/---

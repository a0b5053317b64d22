//! Fixed-capacity vector implementation backed by an inline array.
//!
//! This module provides [`ArrayVec`], a vector-like data structure with a compile-time
//! fixed capacity. Unlike `Vec` from the standard library, `ArrayVec` stores its elements
//! inline in a fixed-size array, avoiding heap allocation entirely.
//!
//! # Capacity Management
//!
//! The capacity is specified as a const generic parameter and cannot be changed at runtime.
//! Growing operations come in three flavours:
//!
//! - `try_*` returns a [`CapacityError`] and leaves the vector untouched
//!   ([`ArrayVec::try_push`], [`ArrayVec::try_insert`],
//!   [`ArrayVec::try_extend_from_slice`]).
//! - The plain names panic when full ([`ArrayVec::push`], [`ArrayVec::insert`]).
//! - `unsafe *_unchecked` skips the capacity check entirely
//!   ([`ArrayVec::push_unchecked`], [`ArrayVec::insert_unchecked`]).
//!
//! Index arguments are preconditions: an out-of-range index panics rather than
//! returning an error.
//!
//! # Performance
//!
//! - Push/pop/swap_remove: O(1)
//! - Insert/remove: O(len - index)
//! - Retain: O(len), one predicate call per element
//!
//! # Examples
//!
//! ```
//! use noalloc_containers::vec::ArrayVec;
//!
//! let mut vec = ArrayVec::<i32, 3>::new();
//!
//! vec.push(1);
//! vec.push(2);
//! vec.push(3);
//! assert!(vec.try_push(4).is_err());
//!
//! assert_eq!(vec.remove(1), 2);
//! assert_eq!(vec.as_slice(), &[1, 3]);
//! ```

use core::fmt;
use core::mem::{ManuallyDrop, MaybeUninit};
use core::ops::{Deref, DerefMut};
use core::ptr;

use crate::error::CapacityError;
use crate::log;
use crate::safety::assert_unsafe_precondition;

/// A fixed-size array, which has vector-like operations.
///
/// `ArrayVec` provides a vector-like interface with a compile-time fixed capacity `N`.
/// Elements occupy the contiguous prefix `[0, len)` of an inline array, making it
/// suitable for `no_std` environments and situations where heap allocation is not
/// available or desirable.
///
/// `ArrayVec` dereferences to `[T]`, so every slice method (`first`, `contains`,
/// `sort_unstable`, `binary_search`, ...) is available on the live elements.
///
/// # Type Parameters
///
/// - `T`: The type of elements stored in the vector
/// - `N`: The maximum number of elements (capacity)
///
/// # Examples
///
/// ```
/// use noalloc_containers::vec::ArrayVec;
///
/// let mut vec = ArrayVec::<&str, 4>::new();
/// vec.push("hello");
/// vec.push("world");
///
/// assert_eq!(vec.len(), 2);
/// assert!(vec.contains(&"world"));
/// ```
pub struct ArrayVec<T, const N: usize> {
    data: [MaybeUninit<T>; N],
    len: usize,
}

impl<T, const N: usize> Default for ArrayVec<T, N> {
    fn default() -> Self {
        Self::new()
    }
}
//! Double-ended circular buffer with fixed capacity.
//!
//! This module provides [`ArrayDeque`], a ring buffer that supports O(1) pushes and
//! pops at both ends without heap allocation. It serves as a FIFO queue
//! (`push_back` + `pop_front`), a stack (`push_front` + `pop_front`), or both at once.
//!
//! # Layout
//!
//! The deque tracks two cursors into its backing array of `N` slots:
//!
//! - `head` is the slot *one before* the front element, so the front lives at
//!   `(head + 1) % N`.
//! - `tail` is the slot of the back element.
//!
//! A front push writes at `head` and moves `head` one slot back; a back push moves
//! `tail` one slot forward and writes there. Together with the element count this
//! gives `tail == (head + len) % N` in every state. When the deque is full,
//! `head == tail` and the elements cover the whole ring.
//!
//! Unlike a classic single-ended ring buffer, all `N` slots are usable: an
//! explicit length disambiguates empty from full.
//!
//! # Contiguous views
//!
//! [`ArrayDeque::as_slices`] returns the contents as at most two slices. Their
//! concatenation is always the front-to-back order, regardless of where the
//! contents sit in the ring.
//!
//! # Examples
//!
//! ```
//! use noalloc_containers::deque::ArrayDeque;
//!
//! let mut deque = ArrayDeque::<u8, 4>::new();
//!
//! deque.push_back(2);
//! deque.push_back(3);
//! deque.push_front(1);
//!
//! assert_eq!(deque.pop_front(), Some(1));
//! assert_eq!(deque.pop_back(), Some(3));
//! assert_eq!(deque.len(), 1);
//! ```
//!
//! ## Error Handling
//!
//! ```
//! use noalloc_containers::deque::ArrayDeque;
//!
//! let mut deque = ArrayDeque::<u8, 2>::new();
//! deque.push_back(1);
//! deque.push_front(0);
//!
//! // Both ends reject once the deque is full.
//! assert!(deque.try_push_back(2).is_err());
//! assert!(deque.try_push_front(2).is_err());
//!
//! deque.pop_back();
//! assert!(deque.try_push_front(5).is_ok());
//! ```

use core::fmt;
use core::mem::MaybeUninit;
use core::ptr;
use core::slice;

use crate::error::CapacityError;
use crate::log;
use crate::safety::assert_unsafe_precondition;

/// A fixed-capacity double-ended queue backed by a ring buffer.
///
/// # Type Parameters
///
/// - `T`: The type of elements stored
/// - `N`: The capacity. `N == 0` is allowed and rejects every push.
///
/// # Examples
///
/// ```
/// use noalloc_containers::deque::ArrayDeque;
///
/// let mut deque = ArrayDeque::<i32, 3>::new();
/// deque.push_front(3);
/// deque.push_front(2);
/// deque.push_front(1);
///
/// assert_eq!(deque.pop_front(), Some(1));
/// assert_eq!(deque.pop_front(), Some(2));
/// assert_eq!(deque.pop_front(), Some(3));
/// assert_eq!(deque.pop_front(), None);
/// ```
pub struct ArrayDeque<T, const N: usize> {
    data: [MaybeUninit<T>; N],
    len: usize,
    head: usize,
    tail: usize,
}

impl<T, const N: usize> Default for ArrayDeque<T, N> {
    fn default() -> Self {
        Self::new()
    }
}
#[cfg(all(test, feature = "std"))]
mod tests {
    extern crate std;
    use core::ptr;
    use std::vec;
    use std::vec::Vec;

    use super::*;

    fn values<T: Copy>(list: &IntrusiveList<'_, T>) -> Vec<T> {
        list.iter().copied().collect()
    }

    /// Checks that `len` matches the hop count in both directions.
    fn assert_consistent<T>(list: &IntrusiveList<'_, T>) {
        assert_eq!(list.head.is_some(), list.tail.is_some());
        let mut forward = 0;
        let mut node = list.head;
        while let Some(n) = node {
            forward += 1;
            if n.next.get().is_none() {
                assert!(ptr::eq(n, list.tail.unwrap()));
            }
            node = n.next.get();
        }
        let mut backward = 0;
        let mut node = list.tail;
        while let Some(n) = node {
            backward += 1;
            node = n.prev.get();
        }
        assert_eq!(forward, list.len());
        assert_eq!(backward, list.len());
    }

    #[test]
    fn new_is_empty() {
        let list = IntrusiveList::<u8>::new();
        assert!(list.is_empty());
        assert!(list.front().is_none());
        assert!(list.back().is_none());
        assert_consistent(&list);
    }

    #[test]
    fn push_and_pop_both_ends() {
        let nodes: Vec<Node<'_, i32>> = (1..=4).map(Node::new).collect();
        let mut list = IntrusiveList::new();
        list.push_back(&nodes[1]);
        list.push_front(&nodes[0]);
        list.push_back(&nodes[2]);
        list.push_back(&nodes[3]);
        assert_consistent(&list);
        assert_eq!(values(&list), vec![1, 2, 3, 4]);

        assert_eq!(list.pop_front().map(Node::get), Some(&1));
        assert_eq!(list.pop_back().map(Node::get), Some(&4));
        assert_consistent(&list);
        assert_eq!(values(&list), vec![2, 3]);

        assert!(list.pop_back().is_some());
        assert!(list.pop_back().is_some());
        assert!(list.pop_back().is_none());
        assert!(list.pop_front().is_none());
        assert_consistent(&list);
    }

    #[test]
    fn popped_nodes_are_unlinked() {
        let a = Node::new('a');
        let b = Node::new('b');
        let mut list = IntrusiveList::new();
        list.push_back(&a);
        list.push_back(&b);
        let popped = list.pop_front().unwrap();
        assert!(ptr::eq(popped, &a));
        assert!(!a.is_linked());
        assert!(b.prev().is_none());
        list.push_back(&a);
        assert_eq!(values(&list), vec!['b', 'a']);
    }

    #[test]
    fn insert_scenario() {
        let nodes: Vec<Node<'_, i32>> = [1, 5, 2, 4, 3].into_iter().map(Node::new).collect();
        let mut list = IntrusiveList::new();
        list.insert(0, &nodes[0]);
        list.insert(1, &nodes[1]);
        list.insert(1, &nodes[2]);
        list.insert(2, &nodes[3]);
        list.insert(2, &nodes[4]);
        assert_consistent(&list);
        assert_eq!(values(&list), vec![1, 2, 3, 4, 5]);

        let removed = list.remove(2);
        assert_eq!(*removed.get(), 3);
        assert!(removed.prev().is_none() && removed.next().is_none());
        assert_consistent(&list);
        assert_eq!(values(&list), vec![1, 2, 4, 5]);
    }

    #[test]
    fn remove_boundaries() {
        let nodes: Vec<Node<'_, i32>> = (0..4).map(Node::new).collect();
        let mut list = IntrusiveList::new();
        for node in &nodes {
            list.push_back(node);
        }
        assert_eq!(*list.remove(3).get(), 3);
        assert_eq!(*list.remove(0).get(), 0);
        assert_consistent(&list);
        assert_eq!(values(&list), vec![1, 2]);
    }

    #[test]
    fn removed_node_reinserts_elsewhere() {
        let nodes: Vec<Node<'_, i32>> = (0..5).map(Node::new).collect();
        let mut first = IntrusiveList::new();
        let mut second = IntrusiveList::new();
        for node in &nodes {
            first.push_back(node);
        }
        let moved = first.remove(3);
        second.push_back(moved);
        second.insert(0, first.remove(1));
        assert_consistent(&first);
        assert_consistent(&second);
        assert_eq!(values(&first), vec![0, 2, 4]);
        assert_eq!(values(&second), vec![1, 3]);
    }

    #[test]
    fn get_walks_from_both_ends() {
        let nodes: Vec<Node<'_, i32>> = (0..7).map(Node::new).collect();
        let mut list = IntrusiveList::new();
        for node in &nodes {
            list.push_back(node);
        }
        for (i, node) in nodes.iter().enumerate() {
            assert!(ptr::eq(list.get(i).unwrap(), node));
        }
        assert!(list.get(7).is_none());
    }

    #[test]
    #[should_panic(expected = "node is already linked")]
    fn double_push_panics() {
        let a = Node::new(1);
        let b = Node::new(2);
        let mut list = IntrusiveList::new();
        list.push_back(&a);
        list.push_back(&b);
        list.push_front(&b);
    }

    #[test]
    #[should_panic(expected = "node is already linked")]
    fn pushing_sole_node_twice_panics() {
        let a = Node::new(1);
        let mut list = IntrusiveList::new();
        list.push_back(&a);
        list.push_back(&a);
    }

    #[test]
    #[should_panic(expected = "node is already linked")]
    fn sole_node_of_another_list_panics() {
        let x = Node::new(1);
        let mut first = IntrusiveList::new();
        let mut second = IntrusiveList::new();
        first.push_back(&x);
        assert!(x.is_linked());
        second.push_back(&x);
    }

    #[test]
    fn sole_node_of_another_list_rejected_by_insert() {
        let x = Node::new(1);
        let y = Node::new(2);
        let z = Node::new(3);
        let mut first = IntrusiveList::new();
        let mut second = IntrusiveList::new();
        first.push_back(&x);
        second.push_back(&y);
        second.push_back(&z);

        let result = std::panic::catch_unwind(std::panic::AssertUnwindSafe(|| second.insert(1, &x)));
        assert!(result.is_err());
        assert_eq!(values(&second), vec![2, 3]);
        assert_consistent(&second);

        // Once popped, the node is free to move.
        assert!(first.pop_front().is_some());
        assert!(!x.is_linked());
        second.insert(1, &x);
        assert_eq!(values(&second), vec![2, 1, 3]);
        assert_consistent(&first);
        assert_consistent(&second);
    }

    #[test]
    #[should_panic(expected = "index out of bounds")]
    fn insert_out_of_bounds() {
        let a = Node::new(1);
        let mut list = IntrusiveList::new();
        list.insert(1, &a);
    }

    #[test]
    #[should_panic(expected = "index out of bounds")]
    fn remove_out_of_bounds() {
        let mut list = IntrusiveList::<u8>::new();
        list.remove(0);
    }

    #[test]
    fn clear_unlinks_every_node() {
        let nodes: Vec<Node<'_, i32>> = (0..3).map(Node::new).collect();
        let mut list = IntrusiveList::new();
        for node in &nodes {
            list.push_back(node);
        }
        list.clear();
        assert!(list.is_empty());
        assert!(nodes.iter().all(|n| !n.is_linked()));
    }

    #[test]
    fn iter_both_directions() {
        let nodes: Vec<Node<'_, i32>> = (1..=3).map(Node::new).collect();
        let mut list = IntrusiveList::new();
        for node in &nodes {
            list.push_back(node);
        }
        let iter = list.iter();
        assert_eq!(iter.len(), 3);
        assert_eq!(iter.clone().rev().collect::<Vec<_>>(), vec![&3, &2, &1]);
        let mut iter = list.iter();
        assert_eq!(iter.next(), Some(&1));
        assert_eq!(iter.next_back(), Some(&3));
        assert_eq!(iter.next(), Some(&2));
        assert_eq!(iter.next(), None);
        assert_eq!(iter.next_back(), None);
        assert_eq!(std::format!("{list:?}"), "[1, 2, 3]");
    }

    #[test]
    fn node_payload_access() {
        let mut node = Node::new(1);
        *node.get_mut() += 1;
        assert_eq!(*node.get(), 2);
        assert_eq!(node.into_inner(), 2);
    }
}
//! Fixed-capacity containers that never touch an allocator.
//!
//! This crate provides three container primitives for environments where heap
//! allocation is unavailable, restricted, or must be bounded at compile time
//! (embedded firmware, kernels, interrupt handlers, real-time loops).
//!
//! # Overview
//!
//! - [`vec::ArrayVec`] - A fixed-capacity vector backed by an inline array
//! - [`deque::ArrayDeque`] - A fixed-capacity double-ended ring buffer
//! - [`list::IntrusiveList`] - A doubly linked list over caller-owned [`list::Node`]s
//!
//! The three are independent of each other. All of them:
//! - Do not perform heap allocation
//! - Never grow: capacity is a const generic (or, for the list, the nodes the caller supplies)
//! - Work in `no_std` environments
//! - Are single-owner values with no internal synchronization
//!
//! # Errors
//!
//! Growing an `ArrayVec` or `ArrayDeque` past its capacity is the only
//! recoverable failure, reported as [`CapacityError`] with the container left
//! untouched. Out-of-range indices and re-linking an already linked node are
//! programming errors and panic. Popping from an empty container returns `None`.
//!
//! # Diagnostics
//!
//! Capacity rejections are reported through the [`log`] module's pluggable
//! sink. Nothing is emitted until a sink is registered.
//!
//! # Examples
//!
//! ## Using `ArrayVec`
//!
//! ```
//! use noalloc_containers::vec::ArrayVec;
//!
//! let mut vec = ArrayVec::<i32, 5>::new();
//! vec.push(1);
//! vec.push(2);
//! vec.push(3);
//!
//! vec.retain(|&x| x != 2);
//! assert_eq!(vec.as_slice(), &[1, 3]);
//! ```
//!
//! ## Using `ArrayDeque`
//!
//! ```
//! use noalloc_containers::deque::ArrayDeque;
//!
//! let mut deque = ArrayDeque::<u8, 4>::new();
//! deque.push_back(2);
//! deque.push_front(1);
//!
//! assert_eq!(deque.pop_front(), Some(1));
//! assert_eq!(deque.pop_back(), Some(2));
//! ```
//!
//! ## Using `IntrusiveList`
//!
//! ```
//! use noalloc_containers::list::{IntrusiveList, Node};
//!
//! let a = Node::new("a");
//! let b = Node::new("b");
//! let mut list = IntrusiveList::new();
//! list.push_back(&b);
//! list.push_front(&a);
//!
//! assert_eq!(list.pop_back().map(|n| *n.get()), Some("b"));
//! assert_eq!(list.len(), 1);
//! ```
//!
//! # Features
//!
//! - `std` (default): Enables the host-side unit tests
//!
//! # Configuration
//!
//! Building with `RUSTFLAGS="--cfg noalloc_hardened"` keeps the precondition
//! checks of the `unsafe *_unchecked` operations in release builds.

#![cfg_attr(not(test), no_std)]

pub mod deque;
pub mod error;
pub mod list;
pub mod log;
mod safety;
pub mod vec;

pub use error::CapacityError;
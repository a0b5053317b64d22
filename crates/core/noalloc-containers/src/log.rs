//! Pluggable, allocation-free diagnostics for the containers.
//!
//! The crate never decides where output goes. A host registers a sink with
//! [`set_log_fn`] (a serial port writer, a ring of log records, `eprintln!`
//! in tests) and picks the most verbose level it wants with
//! [`set_max_level`]. Before a sink is registered every record is discarded,
//! and records above the maximum level are never formatted.
//!
//! The containers only report rare events: capacity rejections at
//! [`LogLevel::Trace`] and failed bounded constructions at
//! [`LogLevel::Debug`]. Successful hot-path operations are silent.

use core::fmt;
use core::sync::atomic::{AtomicPtr, AtomicU8, Ordering};

// ---------------------------------------------------------------------------
// Log levels, lower = more severe
// ---------------------------------------------------------------------------

/// Severity of a diagnostic record.
#[derive(Debug, Clone, Copy, PartialEq, Eq, PartialOrd, Ord)]
#[repr(u8)]
pub enum LogLevel {
    /// Something failed and the caller is likely to notice.
    Error = 0,
    /// Unexpected condition, not necessarily an error.
    Warn = 1,
    /// High-level progress messages.
    Info = 2,
    /// Detailed diagnostic information.
    Debug = 3,
    /// Very verbose, per-operation detail.
    Trace = 4,
}

impl LogLevel {
    /// Returns the human-readable name (fixed-width for aligned output).
    pub const fn name(self) -> &'static str {
        match self {
            Self::Error => "ERROR",
            Self::Warn => "WARN ",
            Self::Info => "INFO ",
            Self::Debug => "DEBUG",
            Self::Trace => "TRACE",
        }
    }

    const fn from_u8(raw: u8) -> Self {
        match raw {
            0 => Self::Error,
            1 => Self::Warn,
            2 => Self::Info,
            3 => Self::Debug,
            _ => Self::Trace,
        }
    }
}

impl fmt::Display for LogLevel {
    fn fmt(&self, f: &mut fmt::Formatter<'_>) -> fmt::Result {
        f.write_str(self.name().trim_end())
    }
}

// ---------------------------------------------------------------------------
// Sink registration
// ---------------------------------------------------------------------------

/// The signature of the global log sink.
pub type LogFn = fn(LogLevel, fmt::Arguments<'_>);

fn null_log(_level: LogLevel, _args: fmt::Arguments<'_>) {}

static LOG_FN: AtomicPtr<()> = AtomicPtr::new(null_log as *mut ());
static MAX_LEVEL: AtomicU8 = AtomicU8::new(LogLevel::Trace as u8);

/// Registers the global log sink, replacing any previous one.
///
/// The sink may be called from any context in which a container is used,
/// so it must not itself push into the container that is reporting.
pub fn set_log_fn(f: LogFn) {
    LOG_FN.store(f as *mut (), Ordering::Release);
}

/// Removes the registered sink. Subsequent records are discarded.
pub fn clear_log_fn() {
    set_log_fn(null_log);
}

/// Sets the most verbose level that reaches the sink.
pub fn set_max_level(level: LogLevel) {
    MAX_LEVEL.store(level as u8, Ordering::Relaxed);
}

/// Returns the most verbose level that reaches the sink.
#[must_use]
pub fn max_level() -> LogLevel {
    LogLevel::from_u8(MAX_LEVEL.load(Ordering::Relaxed))
}

/// Returns `true` if a record at `level` would be delivered.
#[inline]
#[must_use]
pub fn enabled(level: LogLevel) -> bool {
    level as u8 <= MAX_LEVEL.load(Ordering::Relaxed)
}

#[inline]
fn load_log_fn() -> LogFn {
    let ptr = LOG_FN.load(Ordering::Acquire);
    // SAFETY: Only `LogFn` pointers (including `null_log`) are ever stored
    // into LOG_FN, by `set_log_fn`.
    unsafe { core::mem::transmute::<*mut (), LogFn>(ptr) }
}

/// Implementation detail of the logging macros. Not public API.
#[doc(hidden)]
pub fn _log(level: LogLevel, args: fmt::Arguments<'_>) {
    if enabled(level) {
        load_log_fn()(level, args);
    }
}

// ---------------------------------------------------------------------------
// Crate-internal macros
// ---------------------------------------------------------------------------

macro_rules! log {
    ($level:expr, $($arg:tt)*) => {
        $crate::log::_log($level, format_args!($($arg)*))
    };
}

macro_rules! debug {
    ($($arg:tt)*) => { $crate::log::log!($crate::log::LogLevel::Debug, $($arg)*) };
}

macro_rules! trace {
    ($($arg:tt)*) => { $crate::log::log!($crate::log::LogLevel::Trace, $($arg)*) };
}

pub(crate) use {debug, log, trace};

\---

> _INSTRUCTIONS FOR THE TASK_: Say how many lines above contain the string "environments", writing only the number.

> _EXERCISE RESULT_: 3